I've got it working with optional attributes, visibility of the struct (thanks to The Little Book of Rust Macros), but can't figure out how to deal with the optional presence of pub
in the individual fields.
So far I've got:
macro_rules! with_generic {
($(#[$struct_meta:meta])*
pub struct $name:ident { $($fname:ident : $ftype:ty), *}
) => {
with_generic![(pub) $(#[$struct_meta])* struct $name {$($fname: $ftype) ,*}];
};
($(#[$struct_meta:meta])*
struct $name:ident { $($fname:ident : $ftype:ty), *}
) => {
with_generic![() $(#[$struct_meta])* struct $name {$($fname: $ftype), *}];
};
(
($($vis:tt)*)
$(#[$struct_meta:meta])*
struct $name:ident { $($fname:ident : $ftype:ty), *}
) => {
// emit the struct here
$(#[$struct_meta])*
$($vis)* struct $name {
$($fname: $ftype,)*
}
// I work with fname and ftypes here
}
}
And it works with something like
with_generic! {
#[derive(PartialEq, Eq, Debug)]
pub struct Person {
first_name: String,
last_name: String
}
}
or
with_generic! {
#[derive(PartialEq, Eq, Debug)]
struct PrivatePerson {
first_name: String,
last_name: String
}
}
but doesn't work with
with_generic! {
#[derive(PartialEq, Eq, Debug)]
struct MixedPerson {
pub first_name: String,
last_name: String
}
}
I'd like to get some help on how to make the macro work with that last case. I feel like I might be missing something basic here, such as the type used for binding visibility. If there's a way to bind the whole struct tree while getting the field names and types, that would also be fine.

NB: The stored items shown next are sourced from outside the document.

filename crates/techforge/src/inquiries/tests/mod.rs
mod common;
mod validation;
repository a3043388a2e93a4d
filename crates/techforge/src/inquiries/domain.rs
use std::fmt;
use std::str::FromStr;

use chrono::{DateTime, Utc};
use serde::{Deserialize, Serialize};

/// Store-assigned identifier for a contact inquiry.
#[derive(Debug, Clone, Copy, PartialEq, Eq, PartialOrd, Ord, Hash, Serialize, Deserialize)]
#[serde(transparent)]
pub struct InquiryId(pub u64);

impl fmt::Display for InquiryId {
    fn fmt(&self, f: &mut fmt::Formatter<'_>) -> fmt::Result {
        write!(f, "{}", self.0)
    }
}

/// Triage state of an inquiry. Any status may be set from any other.
#[derive(Debug, Clone, Copy, PartialEq, Eq, Hash, Default, Serialize, Deserialize)]
#[serde(rename_all = "snake_case")]
pub enum InquiryStatus {
    #[default]
    New,
    Read,
    Replied,
    Closed,
}

impl InquiryStatus {
    pub const ALL: [InquiryStatus; 4] = [
        InquiryStatus::New,
        InquiryStatus::Read,
        InquiryStatus::Replied,
        InquiryStatus::Closed,
    ];

    pub const fn label(self) -> &'static str {
        match self {
            InquiryStatus::New => "new",
            InquiryStatus::Read => "read",
            InquiryStatus::Replied => "replied",
            InquiryStatus::Closed => "closed",
        }
    }

    pub const fn display_name(self) -> &'static str {
        match self {
            InquiryStatus::New => "New",
            InquiryStatus::Read => "Read",
            InquiryStatus::Replied => "Replied",
            InquiryStatus::Closed => "Closed",
        }
    }
}

impl fmt::Display for InquiryStatus {
    fn fmt(&self, f: &mut fmt::Formatter<'_>) -> fmt::Result {
        f.write_str(self.label())
    }
}

#[derive(Debug, Clone, PartialEq, Eq, thiserror::Error)]
#[error("unknown inquiry status '{0}'")]
pub struct UnknownStatus(pub String);

impl FromStr for InquiryStatus {
    type Err = UnknownStatus;

    fn from_str(value: &str) -> Result<Self, Self::Err> {
        let normalized = value.trim().to_ascii_lowercase();
        InquiryStatus::ALL
            .into_iter()
            .find(|status| status.label() == normalized)
            .ok_or_else(|| UnknownStatus(value.to_string()))
    }
}

/// Validated, trimmed submitter fields ready to be stored.
#[derive(Debug, Clone, PartialEq, Eq, Serialize, Deserialize)]
pub struct NewInquiry {
    pub name: String,
    pub email: String,
    pub subject: String,
    pub message: String,
    pub phone: Option<String>,
    pub company: Option<String>,
}

/// A contact-form submission together with its staff workflow state.
#[derive(Debug, Clone, PartialEq, Eq, Serialize, Deserialize)]
pub struct Inquiry {
    pub id: InquiryId,
    pub name: String,
    pub email: String,
    pub subject: String,
    pub message: String,
    pub phone: Option<String>,
    pub company: Option<String>,
    pub status: InquiryStatus,
    pub reply_subject: Option<String>,
    pub reply_message: Option<String>,
    pub replied_at: Option<DateTime<Utc>>,
    pub created_at: DateTime<Utc>,
    pub updated_at: DateTime<Utc>,
    pub admin_notes: Option<String>,
}

impl Inquiry {
    pub(crate) fn from_new(
        id: InquiryId,
        fields: NewInquiry,
        created_at: DateTime<Utc>,
    ) -> Self {
        let NewInquiry {
            name,
            email,
            subject,
            message,
            phone,
            company,
        } = fields;

        Self {
            id,
            name,
            email,
            subject,
            message,
            phone,
            company,
            status: InquiryStatus::New,
            reply_subject: None,
            reply_message: None,
            replied_at: None,
            created_at,
            updated_at: created_at,
            admin_notes: None,
        }
    }

    /// The drafted reply, present only when both subject and body are set.
    pub fn reply_draft(&self) -> Option<(&str, &str)> {
        match (self.reply_subject.as_deref(), self.reply_message.as_deref()) {
            (Some(subject), Some(message)) if !subject.is_empty() && !message.is_empty() => {
                Some((subject, message))
            }
            _ => None,
        }
    }

    pub fn label(&self) -> String {
        format!(
            "{} - {} - {}",
            self.name,
            self.subject,
            self.created_at.format("%Y-%m-%d")
        )
    }
}

/// Raw public form fields as posted by a visitor.
#[derive(Debug, Clone, Default, PartialEq, Eq, Serialize, Deserialize)]
#[serde(default)]
pub struct ContactSubmission {
    pub name: String,
    pub email: String,
    pub phone: Option<String>,
    pub company: Option<String>,
    pub subject: String,
    pub message: String,
}

/// Raw reply screen fields as posted by staff.
#[derive(Debug, Clone, Default, PartialEq, Eq, Serialize, Deserialize)]
#[serde(default)]
pub struct ReplySubmission {
    pub reply_subject: String,
    pub reply_message: String,
    pub admin_notes: Option<String>,
    pub send_email: Option<String>,
    /// Signature for the outgoing email; the configured team name is used when absent.
    pub sender_name: Option<String>,
}

impl ReplySubmission {
    /// A checkbox only posts when ticked; explicit falsy values are honoured too.
    pub fn wants_send(&self) -> bool {
        match self.send_email.as_deref().map(str::trim) {
            None => false,
            Some(value) => !matches!(
                value.to_ascii_lowercase().as_str(),
                "" | "false" | "0" | "off" | "no"
            ),
        }
    }
}

/// Reply fields after validation.
#[derive(Debug, Clone, PartialEq, Eq)]
pub struct ReplyDraft {
    pub reply_subject: String,
    pub reply_message: String,
    pub admin_notes: Option<String>,
    pub send_email: bool,
    pub sender_name: Option<String>,
}

/// Values shown on the reply screen.
#[derive(Debug, Clone, PartialEq, Eq)]
pub struct ReplyForm {
    pub reply_subject: String,
    pub reply_message: String,
    pub admin_notes: String,
}

/// Staff edit of an inquiry's workflow fields from the detail page.
#[derive(Debug, Clone, Default, PartialEq, Eq, Deserialize)]
#[serde(default)]
pub struct InquiryEdit {
    pub status: Option<String>,
    pub admin_notes: Option<String>,
}

/// Filter and search applied to the admin list.
#[derive(Debug, Clone, Default, PartialEq, Eq)]
pub struct InquiryQuery {
    pub status: Option<InquiryStatus>,
    pub search: Option<String>,
}

impl InquiryQuery {
    pub fn matches(&self, inquiry: &Inquiry) -> bool {
        if let Some(status) = self.status {
            if inquiry.status != status {
                return false;
            }
        }

        match self.search.as_deref().map(str::trim) {
            Some(term) if !term.is_empty() => {
                let needle = term.to_lowercase();
                [
                    &inquiry.name,
                    &inquiry.email,
                    &inquiry.subject,
                    &inquiry.message,
                ]
                .into_iter()
                .any(|field| field.to_lowercase().contains(&needle))
            }
            _ => true,
        }
    }
}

I'd also like to learn how to get it to work with structs that have lifetime parameters, but maybe that should be a separate question.
You can't. At least, not with a single, non-recursive rule. This is because Rust doesn't have a macro matcher for visibility.
The parse-macros
crate contains a parse_struct!
macro that shows the work necessary to completely parse a struct
definition. Short version: you need to parse each field individually, with one rule for each of "has pub
" and "doesn't have pub
".
I'd also just note that there's another case your macro doesn't yet account for: attributes on the fields, which is needed for doc-comments on them to work.
Quite soon, macros 1.1 should be stabilised, which might provide an easier approach (assuming you can express your macro as a derivation, and don't care about older versions of Rust).